Keep notes on your visits. A history of specific complaints might come in handy down the road.
Don't dismiss complaints just because they sound absurd.
|"Dad kept complaining about the snakes that were under his bed -- he could see them come running out every morning. I searched under the bed and even convinced him that there was poison under there, but the 'snakes' persisted. One morning I was helping him get breakfast, and Sylvia, who mops the floor every morning, came in and started mopping up around the bed. Dad went ballistic. 'There they are again!' he shouted. It was the mop, as it turned out. With Dad so groggy in the morning, I could now see how easily he was confused. I've asked Sylvia to hold off on releasing the 'snakes' until after Dad is up and dressed. It worked!" |
|-Elvie Nadell |
If your parent has a favorite way of doing something, don't be shy about telling the staff, no matter how "silly" the routine might seem. A favorite cup, the company of a teddy bear, or a special way of saying goodnight can make life seem normal again for an older adult whose life has been uprooted.
If Dad objects and becomes dejected when your visit is over, know that he will most likely recover soon after you're gone. It may help your peace of mind to call later and ask a staff member how he is doing. While you're guiltily picturing Dad staring out a window, pining away for you, he's probably absorbed in a game or TV program.
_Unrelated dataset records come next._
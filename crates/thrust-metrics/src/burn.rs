//! Burn window detection.

use thrust_model::{MetricOptions, MetricWarning, TimeSeries};

use crate::validation::{is_sufficient, validate_series};

#[derive(Debug, Clone, Default, PartialEq)]
pub struct BurnResult {
    pub burn_duration: Option<f64>,
    pub burn_start_time: Option<f64>,
    pub burn_end_time: Option<f64>,
    pub warnings: Vec<MetricWarning>,
}

/// Burn window: first and last samples at or above `thrust_threshold`.
///
/// A burn shorter than `min_burn_duration` is reported but still returned.
pub fn burn_duration(series: &TimeSeries, options: &MetricOptions) -> BurnResult {
    let mut result = BurnResult {
        warnings: validate_series(series),
        ..BurnResult::default()
    };
    if !is_sufficient(series) {
        return result;
    }

    let threshold = options.thrust_threshold;
    let points = series.points();
    result.burn_start_time = points
        .iter()
        .find(|point| point.value >= threshold)
        .map(|point| point.time);
    result.burn_end_time = points
        .iter()
        .rfind(|point| point.value >= threshold)
        .map(|point| point.time);

    let (Some(start), Some(end)) = (result.burn_start_time, result.burn_end_time) else {
        result.warnings.push(MetricWarning::BurnBoundsNotFound);
        return result;
    };

    let duration = end - start;
    if duration < options.min_burn_duration {
        result.warnings.push(MetricWarning::ShortBurn {
            duration,
            minimum: options.min_burn_duration,
        });
    }
    result.burn_duration = Some(duration);
    result
}
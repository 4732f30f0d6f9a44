//! Tests for thrust-model types.

use thrust_model::{
    CellValue, ColumnRole, ColumnRoleMap, ColumnType, MetricOptions, MetricWarning,
    PropulsionMetrics, RawDataset, TimeSeries, TypeInference,
};

#[test]
fn dataset_serializes_rows_keyed_by_header() {
    let dataset = RawDataset {
        headers: vec!["time".to_string(), "ok".to_string(), "stamp".to_string()],
        rows: vec![vec![
            CellValue::Number(0.5),
            CellValue::Bool(true),
            CellValue::Timestamp("2024-01-01T00:00:00.000Z".to_string()),
        ]],
        inferred_types: vec![
            TypeInference::new(ColumnType::Number, 1.0),
            TypeInference::new(ColumnType::Boolean, 1.0),
            TypeInference::new(ColumnType::Timestamp, 1.0),
        ],
        warnings: vec![],
    };
    let json = serde_json::to_value(&dataset).expect("serialize dataset");
    assert_eq!(json["rows"][0]["time"], 0.5);
    assert_eq!(json["rows"][0]["ok"], true);
    assert_eq!(json["rows"][0]["stamp"], "2024-01-01T00:00:00.000Z");
    assert_eq!(json["inferredTypes"]["ok"], "boolean");
    assert_eq!(json["typeConfidence"]["stamp"], 1.0);
    assert!(json.get("inferred_types").is_none());
}

#[test]
fn role_map_serializes_as_object() {
    let mut roles = ColumnRoleMap::new();
    roles.insert(ColumnRole::Thrust, "Force");
    let json = serde_json::to_value(&roles).expect("serialize roles");
    assert_eq!(json["thrust"], "Force");
}

#[test]
fn options_round_trip_through_camel_case_json() {
    let options = MetricOptions::new()
        .with_thrust_threshold(2.5)
        .with_min_burn_duration(0.25);
    let json = serde_json::to_string(&options).expect("serialize options");
    assert!(json.contains("\"thrustThreshold\":2.5"));
    let round: MetricOptions = serde_json::from_str(&json).expect("deserialize options");
    assert_eq!(round, options);
}

#[test]
fn metrics_report_warnings_verbatim() {
    let metrics = PropulsionMetrics {
        warnings: vec![
            MetricWarning::InsufficientData,
            MetricWarning::PeakBelowThreshold,
        ],
        ..PropulsionMetrics::default()
    };
    assert_eq!(
        metrics.warning_messages(),
        vec![
            "Insufficient data points for metric calculation",
            "Peak thrust below threshold - rise time calculation skipped",
        ]
    );
    assert!(metrics.has_warning(&MetricWarning::InsufficientData));
}

#[test]
fn time_series_from_pairs_is_sorted() {
    let series = TimeSeries::from(vec![(3.0, 1.0), (1.0, 2.0)]);
    assert_eq!(series.points()[0].time, 1.0);
    assert_eq!(series.len(), 2);
}
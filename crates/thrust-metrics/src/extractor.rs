//! Metric extractor tying the individual computations together.

use thrust_model::{MetricOptions, PropulsionMetrics, RawDataset, TimeSeries, merge_warnings};

use crate::burn::{BurnResult, burn_duration};
use crate::error::Result;
use crate::impulse::{ImpulseResult, area_under_curve};
use crate::peak::{PeakResult, peak_thrust};
use crate::rise::{RiseTimeResult, rise_time};
use crate::series::prepare_time_series;

/// Computes propulsion metrics with a fixed set of options.
///
/// Stateless apart from its options: every call is a pure function of the
/// series it is given.
#[derive(Debug, Clone, Copy, Default, PartialEq)]
pub struct MetricExtractor {
    options: MetricOptions,
}

impl MetricExtractor {
    pub fn new(options: MetricOptions) -> Self {
        Self { options }
    }

    pub fn options(&self) -> &MetricOptions {
        &self.options
    }

    pub fn calculate_rise_time(&self, series: &TimeSeries) -> RiseTimeResult {
        rise_time(series, &self.options)
    }

    pub fn calculate_peak_thrust(&self, series: &TimeSeries) -> PeakResult {
        peak_thrust(series)
    }

    pub fn calculate_burn_duration(&self, series: &TimeSeries) -> BurnResult {
        burn_duration(series, &self.options)
    }

    pub fn calculate_area_under_curve(&self, series: &TimeSeries) -> ImpulseResult {
        area_under_curve(series)
    }

    /// Runs every computation independently and merges their warnings.
    pub fn extract_all(&self, series: &TimeSeries) -> PropulsionMetrics {
        let rise = self.calculate_rise_time(series);
        let peak = self.calculate_peak_thrust(series);
        let burn = self.calculate_burn_duration(series);
        let impulse = self.calculate_area_under_curve(series);

        let mut warnings = Vec::new();
        merge_warnings(&mut warnings, rise.warnings);
        merge_warnings(&mut warnings, peak.warnings);
        merge_warnings(&mut warnings, burn.warnings);
        merge_warnings(&mut warnings, impulse.warnings);

        let metrics = PropulsionMetrics {
            rise_time: rise.rise_time,
            peak_thrust: peak.peak_thrust,
            peak_thrust_time: peak.peak_thrust_time,
            burn_duration: burn.burn_duration,
            burn_start_time: burn.burn_start_time,
            burn_end_time: burn.burn_end_time,
            area_under_curve: impulse.area_under_curve,
            warnings,
        };
        tracing::debug!(
            points = series.len(),
            peak = ?metrics.peak_thrust,
            burn = ?metrics.burn_duration,
            impulse = ?metrics.area_under_curve,
            warnings = metrics.warnings.len(),
            "extracted metrics"
        );
        metrics
    }

    /// Builds the series from two dataset columns and extracts metrics.
    pub fn extract_from_dataset(
        &self,
        dataset: &RawDataset,
        time_column: &str,
        thrust_column: &str,
    ) -> Result<PropulsionMetrics> {
        let series = prepare_time_series(dataset, time_column, thrust_column)?;
        Ok(self.extract_all(&series))
    }
}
The housekeeping service usually takes care of everything. But if there are certain pieces of clothing that require special care and would be better off handled at your local dry cleaner, let the housekeeping department know and write the instruction ("hold for home laundry") right on the label.
If lots of people are visiting, they shouldn't all leave at the same time. Being left behind by a crowd can be devastating for your loved one, no matter how much fun the visit was.
Many senior facilities make it possible for residents to attend neighboring colleges and take adult education courses off the premises. Find out if that's a possibility.
|"We've had lots and lots of wonderful family parties here. We have birthdays and holiday dinners, and we even had a couple get married here once. But when Miriam Snyder got her college diploma, her graduation party was the best yet. She was seventy-three!" |
|-Simon Hirsch |
Lots of short phone calls throughout the day are better than one long one. Organize your family into a phone brigade.
Urge your mother to volunteer her services. Even those with mobility and other problems can help in the library, in crafts rooms, and at game time.